Ramblings about the Liberal Arts

Rambling about the Liberal Arts

So I've had a couple random thoughts floating through my head that I've never gotten around to writing down, or really exploring, and while I'm working on this here ramblings page, I figured it was as good a time as any, so, well, here they are.

Literary Criticism

This actually first originated when I was talking to my sister about some english paper she was doing about the meaning of Macbeth if I remember correctly. And it occurred to me that, if you squint in just the right way, literary criticism of this kind is actually almost exactly the same as science, despite us techies' snobbery.

You may ask what the hell I'm talking about at this point. Okay, here's the deal as I see it. What is science, and, in particular, the scientific method? We develop a hypothesis about nature and how it works. Then we go and do experiments to see whether nature actually agrees with what we say. In the process, we sometimes ignore other data which conflicts with our hypothesis. Then, based on whether we found something to support our hypothesis, we publish.

So you can see what I'm getting at here, maybe. As far as I can tell, from my meager knowledge of the field, literary criticism involves coming up with a theory about a piece of work, studying that work to determine whether or not evidence can be gleaned to support that theory, and then publishing. The only difference is that, in one case, you're studying nature, and in the other, you're studying a man-made piece of work.

I guess the thought that led me to this consideration was that it often seems that these english majors come up with the most outlandish interpretations of some works. In particular, Shakespeare. Now I think Shakespeare is pretty entertaining. I, however, don't necessarily agree that he had all the deep messages and symbolism that are often attributed to him. I mean, c'mon here. From what little I know about Shakespeare, he was writing for the common man. He was writing the equivalent of action movies for his time. You've got the love interest, you've got the comedic foil, you've got the zinger one liners. Okay, so he was a bit deficient on the special effects, but for his time, he was giving his audience what they wanted. It is impressive to write in iambic pentameter, but that was a given of any play written in those times that was taken at all seriously.
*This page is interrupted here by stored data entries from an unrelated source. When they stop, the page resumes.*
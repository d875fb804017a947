//! Byte-framing and encoding utilities shared by the algorithm engine and
//! the marshaller.
//!
//! These are the small, load-bearing details that make the derivation
//! messages byte-compatible with every other Master Password
//! implementation: big-endian length prefixes and a plain, unpadded
//! base64 alphabet.

use base64::engine::general_purpose::STANDARD as BASE64;
use base64::Engine;
use byteorder::{BigEndian, WriteBytesExt};

/// Append a big-endian `u32` length prefix to `buf`.
pub fn push_u32be(n: u32, buf: &mut Vec<u8>) {
    buf.write_u32::<BigEndian>(n)
        .expect("writing to a Vec<u8> cannot fail");
}

/// Append raw bytes to `buf`.
pub fn push_bytes(b: &[u8], buf: &mut Vec<u8>) {
    buf.extend_from_slice(b);
}

/// Standard base64, no line wrapping, no padding removed.
pub fn base64_encode(data: &[u8]) -> String {
    BASE64.encode(data)
}

/// Decode standard base64 produced by [`base64_encode`].
pub fn base64_decode(s: &str) -> Result<Vec<u8>, base64::DecodeError> {
    BASE64.decode(s)
}

#[cfg(test)]
mod tests {
    use super::*;

    #[test]
    fn u32be_is_big_endian() {
        let mut buf = Vec::new();
        push_u32be(1, &mut buf);
        assert_eq!(buf, vec![0, 0, 0, 1]);
    }

    #[test]
    fn base64_round_trips() {
        let data = b"hello world, this is a test.";
        let encoded = base64_encode(data);
        assert!(!encoded.contains('\n'));
        assert_eq!(base64_decode(&encoded).unwrap(), data);
    }
}
//! In-memory profile model: [`User`], [`Site`], and [`Question`].
//!
//! These are the structures the flat and JSON codecs both read into and
//! write from. The tree is strictly hierarchical: a user owns an ordered
//! list of sites, each site owns an ordered list of questions.

use chrono::{DateTime, Utc};

use crate::algorithm;
use crate::error::Result;
use crate::types::{AlgorithmVersion, Counter, Purpose, ResultType};

/// A security question attached to a site.
#[derive(Debug, Clone, PartialEq, Eq)]
pub struct Question {
    /// Empty means "the default question" rather than a specific one.
    pub keyword: String,
    pub type_: ResultType,
    /// Ciphertext on disk, cleartext once decrypted for this session.
    pub content: Option<Vec<u8>>,
}

impl Question {
    pub fn new(keyword: impl Into<String>) -> Question {
        Question {
            keyword: keyword.into(),
            type_: ResultType::Template(crate::types::Template::Phrase),
            content: None,
        }
    }

    fn context(&self) -> Option<&str> {
        if self.keyword.is_empty() {
            None
        } else {
            Some(&self.keyword)
        }
    }
}

/// A site entry with all default values plugged in.
#[derive(Debug, Clone, PartialEq, Eq)]
pub struct Site {
    pub name: String,
    pub type_: ResultType,
    pub counter: Counter,
    pub algorithm: AlgorithmVersion,
    pub login_name: Option<String>,
    pub login_generated: bool,
    /// Ciphertext on disk for stateful types; cleartext once decrypted.
    pub content: Option<Vec<u8>>,
    pub url: Option<String>,
    pub uses: u32,
    pub last_used: DateTime<Utc>,
    pub questions: Vec<Question>,
}

impl Site {
    pub fn new(name: impl Into<String>, algorithm: AlgorithmVersion) -> Site {
        Site {
            name: name.into(),
            type_: ResultType::Template(Purpose::Authentication.default_template()),
            counter: Counter::INITIAL,
            algorithm,
            login_name: None,
            login_generated: false,
            content: None,
            url: None,
            uses: 0,
            last_used: Utc::now(),
            questions: Vec::new(),
        }
    }

    /// Record a use of this site, bumping `uses` and `last_used`.
    pub fn touch(&mut self, now: DateTime<Utc>) {
        self.uses += 1;
        self.last_used = now;
    }

    /// Decrypt this site's stateful `content` under the given master key.
    /// No-op (returns the stored bytes as-is) for template types, whose
    /// content is never stored ciphertext.
    pub fn decrypt_content(&self, master_key: &algorithm::MasterKey) -> Result<Option<Vec<u8>>> {
        match (&self.content, self.type_.is_stateful()) {
            (Some(ciphertext), true) => {
                let site_key = algorithm::site_key(
                    master_key,
                    &self.name,
                    self.counter,
                    Purpose::Authentication,
                    None,
                    self.algorithm,
                )?;
                Ok(Some(algorithm::decrypt_stateful(&site_key, ciphertext)))
            }
            (content, _) => Ok(content.clone()),
        }
    }

    /// Encrypt `plaintext` for storage as this site's stateful `content`.
    pub fn encrypt_content(
        &self,
        master_key: &algorithm::MasterKey,
        plaintext: &[u8],
    ) -> Result<Vec<u8>> {
        let site_key = algorithm::site_key(
            master_key,
            &self.name,
            self.counter,
            Purpose::Authentication,
            None,
            self.algorithm,
        )?;
        Ok(algorithm::encrypt_stateful(&site_key, plaintext))
    }

    /// Decrypt every question's stored answer under the given master key.
    pub fn decrypt_questions(&self, master_key: &algorithm::MasterKey) -> Result<Vec<Option<Vec<u8>>>> {
        self.questions
            .iter()
            .map(|q| match &q.content {
                Some(ciphertext) => {
                    let site_key = algorithm::site_key(
                        master_key,
                        &self.name,
                        self.counter,
                        Purpose::Recovery,
                        q.context(),
                        self.algorithm,
                    )?;
                    Ok(Some(algorithm::decrypt_stateful(&site_key, ciphertext)))
                }
                None => Ok(None),
            })
            .collect()
    }
}

/// A user profile: default parameters, sites, and (transitively) their
/// questions.
#[derive(Debug, Clone, PartialEq, Eq)]
pub struct User {
    pub full_name: String,
    /// Kept in memory for this run only; never serialized.
    pub master_password: String,
    pub key_id: String,
    pub default_type: ResultType,
    pub algorithm: AlgorithmVersion,
    pub redacted: bool,
    pub last_used: DateTime<Utc>,
    pub sites: Vec<Site>,
}

impl User {
    pub fn new(full_name: impl Into<String>, master_password: impl Into<String>, algorithm: AlgorithmVersion) -> Result<User> {
        let full_name = full_name.into();
        let master_password = master_password.into();
        let master_key = algorithm::master_key(&full_name, &master_password, algorithm)?;
        Ok(User {
            full_name,
            key_id: master_key.key_id(),
            master_password,
            default_type: ResultType::Template(Purpose::Authentication.default_template()),
            algorithm,
            redacted: true,
            last_used: Utc::now(),
            sites: Vec::new(),
        })
    }

    /// Derive this user's master key. Cheap to call repeatedly; the
    /// stretch only needs to happen once per session in practice, but the
    /// type itself is not cached here to keep the in-memory model free of
    /// secret-shaped fields beyond `master_password`.
    pub fn master_key(&self) -> Result<algorithm::MasterKey> {
        algorithm::master_key(&self.full_name, &self.master_password, self.algorithm)
    }

    /// Find a site by name.
    pub fn site(&self, name: &str) -> Option<&Site> {
        self.sites.iter().find(|s| s.name == name)
    }

    pub fn site_mut(&mut self, name: &str) -> Option<&mut Site> {
        self.sites.iter_mut().find(|s| s.name == name)
    }

    /// Insert or return the existing site for `name`, preserving
    /// insertion order.
    pub fn site_or_insert(&mut self, name: &str) -> &mut Site {
        if self.site(name).is_none() {
            self.sites.push(Site::new(name, self.algorithm));
        }
        self.site_mut(name).expect("just inserted")
    }
}

#[cfg(test)]
mod tests {
    use super::*;

    #[test]
    fn new_user_key_id_matches_master_key() {
        let user = User::new("John Doe", "password", AlgorithmVersion::V3).unwrap();
        let master_key = user.master_key().unwrap();
        assert_eq!(user.key_id, master_key.key_id());
    }

    #[test]
    fn site_stateful_round_trips() {
        let user = User::new("John Doe", "password", AlgorithmVersion::V3).unwrap();
        let master_key = user.master_key().unwrap();
        let mut site = Site::new("example.com", AlgorithmVersion::V3);
        site.type_ = ResultType::Personal;
        let ciphertext = site.encrypt_content(&master_key, b"my secret").unwrap();
        site.content = Some(ciphertext);
        let decrypted = site.decrypt_content(&master_key).unwrap();
        assert_eq!(decrypted, Some(b"my secret".to_vec()));
    }
}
Now, admittedly, my knowledge of Shakespeare history and literary criticism isn't very good. But that's how I see it. My theory is that you can basically prove any point you want to make given a large enough body of work and selective enough vision. Obviously, science wins in this respect since nature is basically as large a body of work as you can get. But there are many authors prolific enough to have engendered hypotheses as to their meaning, their symbolism, etc. Me, I think a lot of them just wanted to put together a fine read. Shows you shallow I am. But enuff of that.


So why is that history only matters the older it gets?
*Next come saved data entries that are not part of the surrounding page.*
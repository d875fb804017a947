//! Flat-format profile codec.
//!
//! ASCII, line-oriented: a header block of `# Key: value` lines followed
//! by one record per site:
//!
//! ```text
//! <lastUsed>  <uses>  <type>:<algorithm>:<counter>  <loginName>  <name>  <content>
//! ```
//!
//! The decoder accepts both the current header dialect and the older one
//! that lacks `Algorithm:`/`Default Type:` lines, in which case the whole
//! file is assumed to be `AlgorithmVersion::V0` (the V0 dialect predates
//! per-file algorithm versioning). Questions are not representable in
//! this format; only the JSON codec carries them, matching the flat
//! export's historical role as a simple site/password listing.

use chrono::{DateTime, SecondsFormat, Utc};

use super::user::{Site, User};
use crate::error::FormatError;
use crate::types::{AlgorithmVersion, Counter, Format, ResultType};

const MAGIC: &str = "# Master Password site export";
/// Placeholder for an empty optional field so column positions survive a
/// run of whitespace being used as the separator.
const EMPTY: &str = "-";

/// `true` if `bytes` looks like the flat dialect (leading `#`).
pub fn detect(bytes: &[u8]) -> bool {
    bytes
        .iter()
        .find(|b| !b.is_ascii_whitespace())
        .map(|b| *b == b'#')
        .unwrap_or(false)
}

struct Header {
    full_name: String,
    key_id: String,
    date: DateTime<Utc>,
    redacted: bool,
    algorithm: AlgorithmVersion,
    default_type: ResultType,
}

fn header_value<'a>(line: &'a str, key: &str) -> Option<&'a str> {
    let line = line.trim_start_matches('#').trim();
    line.strip_prefix(key)
        .and_then(|rest| rest.strip_prefix(':'))
        .map(str::trim)
}

fn parse_header(text: &str) -> Result<Header, FormatError> {
    let mut full_name = None;
    let mut key_id = None;
    let mut date = None;
    let mut redacted = true;
    let mut algorithm = None;
    let mut default_type = None;

    for line in text.lines() {
        if !line.trim_start().starts_with('#') {
            break;
        }
        if let Some(v) = header_value(line, "Full Name") {
            full_name = Some(v.to_string());
        } else if let Some(v) = header_value(line, "Key ID") {
            key_id = Some(v.to_string());
        } else if let Some(v) = header_value(line, "Date") {
            date = Some(
                DateTime::parse_from_rfc3339(v)
                    .map(|d| d.with_timezone(&Utc))
                    .map_err(|_| FormatError::InvalidTimestamp(v.to_string()))?,
            );
        } else if let Some(v) = header_value(line, "Redacted") {
            redacted = v == "true";
        } else if let Some(v) = header_value(line, "Algorithm") {
            let version: u32 = v
                .parse()
                .map_err(|_| FormatError::MalformedHeader(line.to_string()))?;
            algorithm = AlgorithmVersion::from_u32(version);
        } else if let Some(v) = header_value(line, "Default Type") {
            default_type = ResultType::from_name(v);
        }
    }

    // The V0 dialect never wrote Algorithm:/Default Type: lines.
    let algorithm = algorithm.unwrap_or(AlgorithmVersion::V0);
    let default_type = default_type
        .unwrap_or(ResultType::Template(crate::types::Purpose::Authentication.default_template()));

    Ok(Header {
        full_name: full_name.ok_or_else(|| FormatError::MalformedHeader("missing Full Name".into()))?,
        key_id: key_id.ok_or_else(|| FormatError::MalformedHeader("missing Key ID".into()))?,
        date: date.ok_or_else(|| FormatError::MalformedHeader("missing Date".into()))?,
        redacted,
        algorithm,
        default_type,
    })
}

/// Read just the envelope metadata, without parsing site records.
pub fn read_info(bytes: &[u8]) -> Result<super::ProfileInfo, FormatError> {
    let text = std::str::from_utf8(bytes).map_err(|_| FormatError::UnknownFormat)?;
    if !text.starts_with(MAGIC) {
        return Err(FormatError::UnknownFormat);
    }
    let header = parse_header(text)?;
    Ok(super::ProfileInfo {
        format: Format::Flat,
        algorithm: header.algorithm,
        key_id: header.key_id,
        date: header.date,
        redacted: header.redacted,
    })
}

fn parse_type_field(field: &str) -> Result<(ResultType, AlgorithmVersion, Counter), FormatError> {
    let mut parts = field.splitn(3, ':');
    let type_name = parts
        .next()
        .ok_or_else(|| FormatError::MalformedLine(field.to_string()))?;
    let algorithm: u32 = parts
        .next()
        .ok_or_else(|| FormatError::MalformedLine(field.to_string()))?
        .parse()
        .map_err(|_| FormatError::MalformedLine(field.to_string()))?;
    let counter: u32 = parts
        .next()
        .ok_or_else(|| FormatError::MalformedLine(field.to_string()))?
        .parse()
        .map_err(|_| FormatError::MalformedLine(field.to_string()))?;

    let type_ = ResultType::from_name(type_name).ok_or_else(|| FormatError::UnknownSiteType(type_name.to_string()))?;
    let algorithm = AlgorithmVersion::from_u32(algorithm)
        .ok_or_else(|| FormatError::MalformedLine(field.to_string()))?;
    Ok((type_, algorithm, Counter(counter)))
}

fn parse_site_line(line: &str) -> Result<Site, FormatError> {
    let mut tokens = line.split_whitespace();
    let last_used = tokens
        .next()
        .ok_or_else(|| FormatError::MalformedLine(line.to_string()))?;
    let uses = tokens
        .next()
        .ok_or_else(|| FormatError::MalformedLine(line.to_string()))?;
    let type_field = tokens
        .next()
        .ok_or_else(|| FormatError::MalformedLine(line.to_string()))?;
    let login_name = tokens
        .next()
        .ok_or_else(|| FormatError::MalformedLine(line.to_string()))?;
    let name = tokens
        .next()
        .ok_or_else(|| FormatError::MalformedLine(line.to_string()))?;
    let content: String = tokens.collect::<Vec<_>>().join(" ");

    let last_used = DateTime::parse_from_rfc3339(last_used)
        .map(|d| d.with_timezone(&Utc))
        .map_err(|_| FormatError::InvalidTimestamp(last_used.to_string()))?;
    let uses: u32 = uses
        .parse()
        .map_err(|_| FormatError::MalformedLine(line.to_string()))?;
    let (type_, algorithm, counter) = parse_type_field(type_field)?;

    Ok(Site {
        name: name.to_string(),
        type_,
        counter,
        algorithm,
        login_name: if login_name == EMPTY {
            None
        } else {
            Some(login_name.to_string())
        },
        login_generated: false,
        content: if type_.is_stateful() {
            if content.is_empty() || content == EMPTY {
                None
            } else {
                Some(
                    crate::bytes::base64_decode(&content)
                        .map_err(|e| FormatError::Base64(e.to_string()))?,
                )
            }
        } else if content.is_empty() || content == EMPTY {
            None
        } else {
            Some(content.into_bytes())
        },
        url: None,
        uses,
        last_used,
        questions: Vec::new(),
    })
}

/// Parse a full user profile from the flat format.
pub fn decode(bytes: &[u8], master_password: &str) -> Result<User, FormatError> {
    let text = std::str::from_utf8(bytes).map_err(|_| FormatError::UnknownFormat)?;
    if !text.starts_with(MAGIC) {
        return Err(FormatError::UnknownFormat);
    }
    let header = parse_header(text)?;

    let mut sites = Vec::new();
    for line in text.lines() {
        let trimmed = line.trim();
        if trimmed.is_empty() || trimmed.starts_with('#') {
            continue;
        }
        sites.push(parse_site_line(line)?);
    }

    Ok(User {
        full_name: header.full_name,
        master_password: master_password.to_string(),
        key_id: header.key_id,
        default_type: header.default_type,
        algorithm: header.algorithm,
        redacted: header.redacted,
        last_used: header.date,
        sites,
    })
}

fn format_timestamp(dt: &DateTime<Utc>) -> String {
    dt.to_rfc3339_opts(SecondsFormat::Secs, true)
}

/// Serialize a user profile to the flat format, honoring `redacted`.
pub fn encode(user: &User) -> Result<Vec<u8>, FormatError> {
    let mut out = String::new();
    out.push_str(MAGIC);
    out.push('\n');
    out.push_str("#     Export of site names and passwords in clear-text.\n");
    out.push_str("#\n");
    out.push_str(&format!("# Full Name: {}\n", user.full_name));
    out.push_str(&format!("# Key ID: {}\n", user.key_id));
    out.push_str(&format!("# Date: {}\n", format_timestamp(&Utc::now())));
    out.push_str(&format!("# Redacted: {}\n", user.redacted));
    out.push_str(&format!("# Algorithm: {}\n", user.algorithm));
    out.push_str(&format!("# Default Type: {}\n", user.default_type.long_name()));
    out.push_str("#\n");

    for site in &user.sites {
        let login_name = site.login_name.as_deref().unwrap_or(EMPTY);
        let content = if site.type_.is_stateful() {
            site.content
                .as_deref()
                .map(crate::bytes::base64_encode)
                .unwrap_or_else(|| EMPTY.to_string())
        } else if user.redacted {
            EMPTY.to_string()
        } else {
            site.content
                .as_deref()
                .map(|c| String::from_utf8_lossy(c).into_owned())
                .unwrap_or_else(|| EMPTY.to_string())
        };
        out.push_str(&format!(
            "{}  {}  {}:{}:{}  {}  {}  {}\n",
            format_timestamp(&site.last_used),
            site.uses,
            site.type_.long_name(),
            site.algorithm.as_u32(),
            site.counter,
            login_name,
            site.name,
            content,
        ));
    }

    Ok(out.into_bytes())
}

#[cfg(test)]
mod tests {
    use super::*;
    use crate::types::AlgorithmVersion;

    fn sample_user() -> User {
        let mut user = User::new("John Doe", "password", AlgorithmVersion::V3).unwrap();
        user.redacted = false;
        let mut site = Site::new("example.com", AlgorithmVersion::V3);
        site.type_ = ResultType::Template(crate::types::Template::Long);
        site.content = Some(b"Jejr5[RepuSosp".to_vec());
        user.sites.push(site);
        user
    }

    #[test]
    fn detects_flat_by_leading_hash() {
        assert!(detect(MAGIC.as_bytes()));
        assert!(!detect(b"{\"a\":1}"));
    }

    #[test]
    fn round_trips_one_site() {
        let user = sample_user();
        let bytes = encode(&user).unwrap();
        let decoded = decode(&bytes, "password").unwrap();
        assert_eq!(decoded.full_name, "John Doe");
        assert_eq!(decoded.sites.len(), 1);
        assert_eq!(decoded.sites[0].name, "example.com");
        assert_eq!(
            decoded.sites[0].content.as_deref(),
            Some(&b"Jejr5[RepuSosp"[..])
        );
    }

    #[test]
    fn v0_dialect_without_algorithm_line_assumes_v0() {
        let text = format!(
            "{}\n# Full Name: Jane Doe\n# Key ID: deadbeef\n# Date: 2020-01-01T00:00:00Z\n#\n",
            MAGIC
        );
        let info = read_info(text.as_bytes()).unwrap();
        assert_eq!(info.algorithm, AlgorithmVersion::V0);
    }

    #[test]
    fn redacted_omits_template_content() {
        let mut user = sample_user();
        user.redacted = true;
        let bytes = encode(&user).unwrap();
        let text = String::from_utf8(bytes).unwrap();
        assert!(!text.contains("Jejr5"));
    }
}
This thought was brought up by an item in edupage discussing an effort to develop history CD-ROMs with the quote "why wait 7 or 8 years to update history?"
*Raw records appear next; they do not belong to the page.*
//! Acceptance vectors for the Master Password algorithm, exercised through
//! the crate's public API rather than its internals.

use mpw::algorithm::{derive_key, master_key, render_template, site_key};
use mpw::types::{AlgorithmVersion, Counter, Purpose, Template};

const FULL_NAME: &str = "Robert Lee Mitchell";
const MASTER_PASSWORD: &str = "banana colored duckling";
const SITE_NAME: &str = "masterpasswordapp.com";

#[test]
fn long_password_for_reference_user() {
    let mk = master_key(FULL_NAME, MASTER_PASSWORD, AlgorithmVersion::V3).unwrap();
    let key = site_key(&mk, SITE_NAME, Counter(1), Purpose::Authentication, None, AlgorithmVersion::V3).unwrap();
    assert_eq!(render_template(&key, Template::Long, AlgorithmVersion::V3), "Jejr5[RepuSosp");
}

#[test]
fn maximum_password_for_reference_user() {
    let mk = master_key(FULL_NAME, MASTER_PASSWORD, AlgorithmVersion::V3).unwrap();
    let key = site_key(&mk, SITE_NAME, Counter(1), Purpose::Authentication, None, AlgorithmVersion::V3).unwrap();
    assert_eq!(
        render_template(&key, Template::Maximum, AlgorithmVersion::V3),
        "W6@692^B1#&@gVdSdLZ@"
    );
}

#[test]
fn pin_for_reference_user() {
    let mk = master_key(FULL_NAME, MASTER_PASSWORD, AlgorithmVersion::V3).unwrap();
    let key = site_key(&mk, SITE_NAME, Counter(1), Purpose::Authentication, None, AlgorithmVersion::V3).unwrap();
    assert_eq!(render_template(&key, Template::Pin, AlgorithmVersion::V3), "7044");
}

#[test]
fn counter_changes_the_derived_password() {
    let mk = master_key(FULL_NAME, MASTER_PASSWORD, AlgorithmVersion::V3).unwrap();
    let key1 = site_key(&mk, SITE_NAME, Counter(1), Purpose::Authentication, None, AlgorithmVersion::V3).unwrap();
    let key2 = site_key(&mk, SITE_NAME, Counter(2), Purpose::Authentication, None, AlgorithmVersion::V3).unwrap();
    assert_ne!(
        render_template(&key1, Template::Long, AlgorithmVersion::V3),
        render_template(&key2, Template::Long, AlgorithmVersion::V3),
    );
}

#[test]
fn identification_login_name_is_deterministic() {
    let mk = master_key(FULL_NAME, MASTER_PASSWORD, AlgorithmVersion::V3).unwrap();
    let a = site_key(&mk, SITE_NAME, Counter(1), Purpose::Identification, None, AlgorithmVersion::V3).unwrap();
    let b = site_key(&mk, SITE_NAME, Counter(1), Purpose::Identification, None, AlgorithmVersion::V3).unwrap();
    assert_eq!(
        render_template(&a, Template::Name, AlgorithmVersion::V3),
        render_template(&b, Template::Name, AlgorithmVersion::V3),
    );
}

#[test]
fn recovery_phrase_is_deterministic_given_a_context() {
    let mk = master_key(FULL_NAME, MASTER_PASSWORD, AlgorithmVersion::V3).unwrap();
    let a = site_key(&mk, SITE_NAME, Counter(1), Purpose::Recovery, Some("question"), AlgorithmVersion::V3).unwrap();
    let b = site_key(&mk, SITE_NAME, Counter(1), Purpose::Recovery, Some("question"), AlgorithmVersion::V3).unwrap();
    assert_eq!(
        render_template(&a, Template::Phrase, AlgorithmVersion::V3),
        render_template(&b, Template::Phrase, AlgorithmVersion::V3),
    );
}

#[test]
fn different_users_never_collide_on_the_same_site() {
    let mk1 = master_key("Jane Doe", "hunter2 hunter2", AlgorithmVersion::V3).unwrap();
    let mk2 = master_key("John Doe", "hunter2 hunter2", AlgorithmVersion::V3).unwrap();
    let k1 = site_key(&mk1, "example.com", Counter(1), Purpose::Authentication, None, AlgorithmVersion::V3).unwrap();
    let k2 = site_key(&mk2, "example.com", Counter(1), Purpose::Authentication, None, AlgorithmVersion::V3).unwrap();
    assert_ne!(
        render_template(&k1, Template::Long, AlgorithmVersion::V3),
        render_template(&k2, Template::Long, AlgorithmVersion::V3),
    );
}

#[test]
fn derive_produces_the_requested_byte_length_in_hex() {
    let mk = master_key("Jane Doe", "hunter2 hunter2", AlgorithmVersion::V3).unwrap();
    let k128 = derive_key(&mk, "example.com", Counter(1), None, AlgorithmVersion::V3, 128).unwrap();
    let k256 = derive_key(&mk, "example.com", Counter(1), None, AlgorithmVersion::V3, 256).unwrap();
    let k512 = derive_key(&mk, "example.com", Counter(1), None, AlgorithmVersion::V3, 512).unwrap();
    assert_eq!(k128.len(), 32);
    assert_eq!(k256.len(), 64);
    assert_eq!(k512.len(), 128);
    assert!(k128.chars().all(|c| c.is_ascii_hexdigit()));
}

#[test]
fn every_algorithm_version_produces_a_distinct_password() {
    // The reference user's name and site are pure ASCII, where character
    // count and byte count always agree, so they can't exercise either
    // framing boundary in §4.D (master-key full-name framing switches at
    // V3; site-key site-name framing switches at V2). Use names with
    // non-ASCII characters so the two framings genuinely diverge.
    let full_name = "Ren\u{e9}e M\u{fc}ller";
    let site_name = "caf\u{e9}-m\u{fc}nchen.example";

    let mut master_keys = Vec::new();
    let mut site_keys = Vec::new();
    let mut rendered = Vec::new();
    for version in [
        AlgorithmVersion::V0,
        AlgorithmVersion::V1,
        AlgorithmVersion::V2,
        AlgorithmVersion::V3,
    ] {
        let mk = master_key(full_name, "hunter2 hunter2", version).unwrap();
        let key = site_key(&mk, site_name, Counter(1), Purpose::Authentication, None, version).unwrap();
        rendered.push(render_template(&key, Template::Long, version));
        master_keys.push(mk.as_bytes().to_vec());
        site_keys.push(key.as_bytes().to_vec());
    }

    // V0..V2 share character-length master-key framing; only V3 switches
    // to byte length.
    assert_eq!(master_keys[0], master_keys[1]);
    assert_eq!(master_keys[1], master_keys[2]);
    assert_ne!(master_keys[2], master_keys[3]);

    // V0/V1 share character-length site-name framing and the same master
    // key, so their site keys are byte-identical. V2 switches site-name
    // framing to byte length; V3 shares that framing with V2 but has its
    // own master key, so it differs from V2 too.
    assert_eq!(site_keys[0], site_keys[1]);
    assert_ne!(site_keys[1], site_keys[2]);
    assert_ne!(site_keys[2], site_keys[3]);

    let distinct_site_keys: std::collections::HashSet<_> = site_keys.iter().collect();
    assert_eq!(distinct_site_keys.len(), 3);

    // V0 and V1 derive the same site key; only the V0 signed-byte selector
    // quirk could still separate their rendered passwords, so this only
    // asserts what the framing rules themselves guarantee.
    let distinct_rendered: std::collections::HashSet<_> = rendered.iter().collect();
    assert!(distinct_rendered.len() >= 3);
}
//! Application layer use cases for the hub.
//!
//! # What is the "application" layer? (for beginners)
//!
//! The application layer sits between the domain types of `buzzer_core` and
//! the infrastructure adapters (HTTP transport, discovery sweep, sessions).
//! It orchestrates them to fulfil what a quiz host actually asks for: "find
//! the buzzers", "connect to that one", "tell it the quiz starts", and "let
//! me know when someone presses".
//!
//! # Sub-modules
//!
//! - **`device_registry`** – The in-memory map of every known buzzer.  Only
//!   named operations change a record; discovery never overwrites one.
//!
//! - **`manage_buzzers`** – The [`manage_buzzers::BuzzerManager`] facade:
//!   discovery merge, session delegation, and the pump that turns
//!   communication events into domain events.

pub mod device_registry;
pub mod manage_buzzers;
Is it because only with the added benefit of time and hindsight that we can identify the "important" events i.e. the ones that had a far-reaching effect? That's the only reason I can think of. And I guess, it's also hard to say what minor event might set off something huge. (the butterfly effect, archduke ferdinand, etc). Doesn't it often seem that what's reported as being allegedly "news" is often the stuff that most of us have forgotten by the next year? Seems like the media does a pretty poor job of figuring out what events are likely to become "history". Then again, getting into media would be a whole 'nother rant, so I ain't gonna go there yet. Maybe after I take a media class this quarter at Stanford (Communication 001 - "Mass Communication and Society: Media Technologies, People and Society") I'll rant some about it.

So, anyway. What was I talking about? Oh yeah, history. My feeble understanding of history is that we do it to study the chains of cause and effect that are at work throughout human society. So I guess it makes sense that we have to look at it from a distance time-wise, so that we have an idea of which causes led to which effects. Hrm, this wasn't as interesting a topic as I thought it could be. Oh well.